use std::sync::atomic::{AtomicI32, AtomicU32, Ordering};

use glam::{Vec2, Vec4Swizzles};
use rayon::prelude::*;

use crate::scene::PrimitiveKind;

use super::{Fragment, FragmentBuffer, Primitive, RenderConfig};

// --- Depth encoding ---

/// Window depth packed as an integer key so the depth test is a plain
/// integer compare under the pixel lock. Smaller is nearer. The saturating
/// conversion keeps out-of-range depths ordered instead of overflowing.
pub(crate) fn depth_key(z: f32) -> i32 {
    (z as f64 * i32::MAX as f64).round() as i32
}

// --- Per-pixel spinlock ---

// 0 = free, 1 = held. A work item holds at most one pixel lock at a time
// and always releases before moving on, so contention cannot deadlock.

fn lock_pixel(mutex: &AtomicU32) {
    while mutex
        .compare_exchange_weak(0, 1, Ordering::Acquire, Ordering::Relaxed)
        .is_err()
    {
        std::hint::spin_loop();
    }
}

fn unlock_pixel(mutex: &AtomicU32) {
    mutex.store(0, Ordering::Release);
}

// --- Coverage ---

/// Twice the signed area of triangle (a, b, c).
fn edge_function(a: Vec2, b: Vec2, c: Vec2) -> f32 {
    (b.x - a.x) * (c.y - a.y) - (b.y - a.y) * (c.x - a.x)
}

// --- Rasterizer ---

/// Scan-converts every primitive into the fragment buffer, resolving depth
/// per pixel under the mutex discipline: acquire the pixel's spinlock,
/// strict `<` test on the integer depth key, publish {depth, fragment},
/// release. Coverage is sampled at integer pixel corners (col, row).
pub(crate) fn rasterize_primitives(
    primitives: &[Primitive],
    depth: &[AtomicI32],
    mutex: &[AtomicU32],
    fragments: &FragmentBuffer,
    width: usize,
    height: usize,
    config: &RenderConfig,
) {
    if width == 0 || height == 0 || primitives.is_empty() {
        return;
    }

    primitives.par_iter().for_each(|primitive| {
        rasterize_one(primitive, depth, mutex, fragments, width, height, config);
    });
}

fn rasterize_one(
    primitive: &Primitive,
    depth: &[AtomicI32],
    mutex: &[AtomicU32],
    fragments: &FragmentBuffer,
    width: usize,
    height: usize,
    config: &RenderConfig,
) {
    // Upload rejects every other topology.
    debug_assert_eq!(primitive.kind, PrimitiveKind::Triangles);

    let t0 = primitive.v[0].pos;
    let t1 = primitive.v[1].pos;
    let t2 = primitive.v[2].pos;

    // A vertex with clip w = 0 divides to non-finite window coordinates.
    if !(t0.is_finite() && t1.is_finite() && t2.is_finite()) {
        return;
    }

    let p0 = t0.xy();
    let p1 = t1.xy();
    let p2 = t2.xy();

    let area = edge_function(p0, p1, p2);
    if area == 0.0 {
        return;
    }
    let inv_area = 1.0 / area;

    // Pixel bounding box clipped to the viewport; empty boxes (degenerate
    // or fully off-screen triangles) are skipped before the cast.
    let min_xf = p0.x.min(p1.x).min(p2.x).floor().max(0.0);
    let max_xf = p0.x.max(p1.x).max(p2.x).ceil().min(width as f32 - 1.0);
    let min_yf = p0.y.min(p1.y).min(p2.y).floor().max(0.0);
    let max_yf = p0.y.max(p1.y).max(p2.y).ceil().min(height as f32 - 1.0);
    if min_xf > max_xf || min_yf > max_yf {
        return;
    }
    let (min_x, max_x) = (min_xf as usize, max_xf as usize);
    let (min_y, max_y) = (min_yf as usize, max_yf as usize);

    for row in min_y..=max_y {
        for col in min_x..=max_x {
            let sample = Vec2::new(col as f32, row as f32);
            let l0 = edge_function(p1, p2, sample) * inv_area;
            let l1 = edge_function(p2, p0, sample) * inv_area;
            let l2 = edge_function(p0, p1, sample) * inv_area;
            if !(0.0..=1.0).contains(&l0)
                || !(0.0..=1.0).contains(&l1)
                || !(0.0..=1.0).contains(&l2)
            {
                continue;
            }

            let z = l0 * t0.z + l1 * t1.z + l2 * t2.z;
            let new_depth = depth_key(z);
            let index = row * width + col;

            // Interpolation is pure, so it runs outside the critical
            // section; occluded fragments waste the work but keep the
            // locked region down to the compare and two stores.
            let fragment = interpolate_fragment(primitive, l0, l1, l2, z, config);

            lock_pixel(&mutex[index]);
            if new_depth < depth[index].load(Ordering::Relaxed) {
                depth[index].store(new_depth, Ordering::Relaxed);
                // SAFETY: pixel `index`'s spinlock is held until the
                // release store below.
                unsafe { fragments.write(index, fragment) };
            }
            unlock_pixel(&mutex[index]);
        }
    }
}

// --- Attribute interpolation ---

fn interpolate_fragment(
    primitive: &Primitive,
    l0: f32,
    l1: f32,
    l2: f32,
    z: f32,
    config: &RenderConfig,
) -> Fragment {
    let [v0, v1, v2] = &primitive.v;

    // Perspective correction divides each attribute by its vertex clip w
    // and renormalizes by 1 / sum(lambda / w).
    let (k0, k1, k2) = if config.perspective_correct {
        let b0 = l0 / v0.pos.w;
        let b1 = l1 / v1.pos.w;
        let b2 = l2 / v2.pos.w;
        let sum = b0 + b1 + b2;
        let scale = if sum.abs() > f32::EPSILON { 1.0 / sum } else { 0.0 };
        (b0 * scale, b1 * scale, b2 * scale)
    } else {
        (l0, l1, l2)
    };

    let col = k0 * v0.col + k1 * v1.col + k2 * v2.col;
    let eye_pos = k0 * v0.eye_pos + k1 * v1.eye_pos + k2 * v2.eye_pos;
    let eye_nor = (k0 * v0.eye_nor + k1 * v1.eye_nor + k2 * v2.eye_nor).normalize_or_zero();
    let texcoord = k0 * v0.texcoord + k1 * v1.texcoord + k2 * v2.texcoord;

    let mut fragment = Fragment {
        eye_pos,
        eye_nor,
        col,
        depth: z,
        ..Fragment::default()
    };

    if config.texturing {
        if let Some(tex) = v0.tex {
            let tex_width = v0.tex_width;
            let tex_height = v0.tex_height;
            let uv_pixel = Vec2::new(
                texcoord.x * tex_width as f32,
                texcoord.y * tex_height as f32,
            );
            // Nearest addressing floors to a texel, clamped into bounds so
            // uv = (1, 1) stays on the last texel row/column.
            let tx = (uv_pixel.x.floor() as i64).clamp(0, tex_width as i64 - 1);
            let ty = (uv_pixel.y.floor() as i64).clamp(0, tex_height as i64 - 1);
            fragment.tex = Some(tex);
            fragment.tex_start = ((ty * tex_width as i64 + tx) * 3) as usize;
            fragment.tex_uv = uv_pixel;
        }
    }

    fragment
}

Work order: Above are the entries. Quote exactly the lines from the one bearing "let t1 = primitive.v[1].pos;" through the one bearing "let p2 = t2.xy();".

Written reply:
    let t1 = primitive.v[1].pos;
    let t2 = primitive.v[2].pos;

    // A vertex with clip w = 0 divides to non-finite window coordinates.
    if !(t0.is_finite() && t1.is_finite() && t2.is_finite()) {
        return;
    }

    let p0 = t0.xy();
    let p1 = t1.xy();
    let p2 = t2.xy();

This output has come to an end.